● Task details
What is needed is an exact printout of all the data.
━━━━━ Given information
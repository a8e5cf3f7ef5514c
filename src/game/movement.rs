//! Movement validation against the current maze.

use serde::{Deserialize, Serialize};

use crate::maze::{Maze, Position};

/// Direction flags sent by a client. Absent flags count as not pressed.
#[derive(Debug, Clone, Copy, Default, PartialEq, Eq, Serialize, Deserialize)]
#[serde(default)]
pub struct MovementFlags {
    pub up: bool,
    pub down: bool,
    pub left: bool,
    pub right: bool,
}

impl MovementFlags {
    /// The pressed directions in evaluation order: left, up, right, down.
    pub fn pressed(self) -> impl Iterator<Item = Direction> {
        Direction::PRIORITY
            .into_iter()
            .filter(move |direction| match direction {
                Direction::Left => self.left,
                Direction::Up => self.up,
                Direction::Right => self.right,
                Direction::Down => self.down,
            })
    }
}

#[derive(Debug, Clone, Copy, PartialEq, Eq)]
pub enum Direction {
    Left,
    Up,
    Right,
    Down,
}

impl Direction {
    /// Tie-break order when several flags are set at once.
    pub const PRIORITY: [Self; 4] = [Self::Left, Self::Up, Self::Right, Self::Down];

    /// The neighbouring cell, or `None` when it would leave the grid on the low side.
    #[must_use]
    pub fn step(self, from: Position) -> Option<Position> {
        match self {
            Self::Left => from.x.checked_sub(1).map(|x| Position::new(x, from.y)),
            Self::Up => from.y.checked_sub(1).map(|y| Position::new(from.x, y)),
            Self::Right => from.x.checked_add(1).map(|x| Position::new(x, from.y)),
            Self::Down => from.y.checked_add(1).map(|y| Position::new(from.x, y)),
        }
    }
}

/// Which way a player sprite faces. Presentation only: selects the sprite sheet row.
#[derive(Debug, Clone, Copy, Default, PartialEq, Eq)]
pub enum Facing {
    Up,
    Left,
    #[default]
    Down,
    Right,
}

impl Facing {
    /// Vertical offset of this facing's row in the client sprite sheet.
    #[must_use]
    pub const fn shift_y(self) -> u32 {
        match self {
            Self::Up => 0,
            Self::Left => 64,
            Self::Down => 128,
            Self::Right => 196,
        }
    }
}

impl From<Direction> for Facing {
    fn from(direction: Direction) -> Self {
        match direction {
            Direction::Left => Self::Left,
            Direction::Up => Self::Up,
            Direction::Right => Self::Right,
            Direction::Down => Self::Down,
        }
    }
}

/// An accepted one-cell move.
#[derive(Debug, Clone, Copy, PartialEq, Eq)]
pub struct Step {
    pub position: Position,
    pub direction: Direction,
}

/// Resolve one movement message.
///
/// The first pressed direction (left, up, right, down) whose target cell is in bounds and
/// passable wins. Returns `None` when no pressed direction is valid.
#[must_use]
pub fn attempt_move(maze: &Maze, from: Position, flags: MovementFlags) -> Option<Step> {
    flags.pressed().find_map(|direction| {
        direction
            .step(from)
            .filter(|target| maze.is_passable(*target))
            .map(|position| Step {
                position,
                direction,
            })
    })
}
━━━━━━━━━━
● Answer space
repository a8e5cf3f7ef5514c
filename src/game/movement.rs
//! Movement validation against the current maze.

use serde::{Deserialize, Serialize};

use crate::maze::{Maze, Position};

/// Direction flags sent by a client. Absent flags count as not pressed.
#[derive(Debug, Clone, Copy, Default, PartialEq, Eq, Serialize, Deserialize)]
#[serde(default)]
pub struct MovementFlags {
    pub up: bool,
    pub down: bool,
    pub left: bool,
    pub right: bool,
}

impl MovementFlags {
    /// The pressed directions in evaluation order: left, up, right, down.
    pub fn pressed(self) -> impl Iterator<Item = Direction> {
        Direction::PRIORITY
            .into_iter()
            .filter(move |direction| match direction {
                Direction::Left => self.left,
                Direction::Up => self.up,
                Direction::Right => self.right,
                Direction::Down => self.down,
            })
    }
}

#[derive(Debug, Clone, Copy, PartialEq, Eq)]
pub enum Direction {
    Left,
    Up,
    Right,
    Down,
}

impl Direction {
    /// Tie-break order when several flags are set at once.
    pub const PRIORITY: [Self; 4] = [Self::Left, Self::Up, Self::Right, Self::Down];

    /// The neighbouring cell, or `None` when it would leave the grid on the low side.
    #[must_use]
    pub fn step(self, from: Position) -> Option<Position> {
        match self {
            Self::Left => from.x.checked_sub(1).map(|x| Position::new(x, from.y)),
            Self::Up => from.y.checked_sub(1).map(|y| Position::new(from.x, y)),
            Self::Right => from.x.checked_add(1).map(|x| Position::new(x, from.y)),
            Self::Down => from.y.checked_add(1).map(|y| Position::new(from.x, y)),
        }
    }
}

/// Which way a player sprite faces. Presentation only: selects the sprite sheet row.
#[derive(Debug, Clone, Copy, Default, PartialEq, Eq)]
pub enum Facing {
    Up,
    Left,
    #[default]
    Down,
    Right,
}

impl Facing {
    /// Vertical offset of this facing's row in the client sprite sheet.
    #[must_use]
    pub const fn shift_y(self) -> u32 {
        match self {
            Self::Up => 0,
            Self::Left => 64,
            Self::Down => 128,
            Self::Right => 196,
        }
    }
}

impl From<Direction> for Facing {
    fn from(direction: Direction) -> Self {
        match direction {
            Direction::Left => Self::Left,
            Direction::Up => Self::Up,
            Direction::Right => Self::Right,
            Direction::Down => Self::Down,
        }
    }
}

/// An accepted one-cell move.
#[derive(Debug, Clone, Copy, PartialEq, Eq)]
pub struct Step {
    pub position: Position,
    pub direction: Direction,
}

/// Resolve one movement message.
///
/// The first pressed direction (left, up, right, down) whose target cell is in bounds and
/// passable wins. Returns `None` when no pressed direction is valid.
#[must_use]
pub fn attempt_move(maze: &Maze, from: Position, flags: MovementFlags) -> Option<Step> {
    flags.pressed().find_map(|direction| {
        direction
            .step(from)
            .filter(|target| maze.is_passable(*target))
            .map(|position| Step {
                position,
                direction,
            })
    })
}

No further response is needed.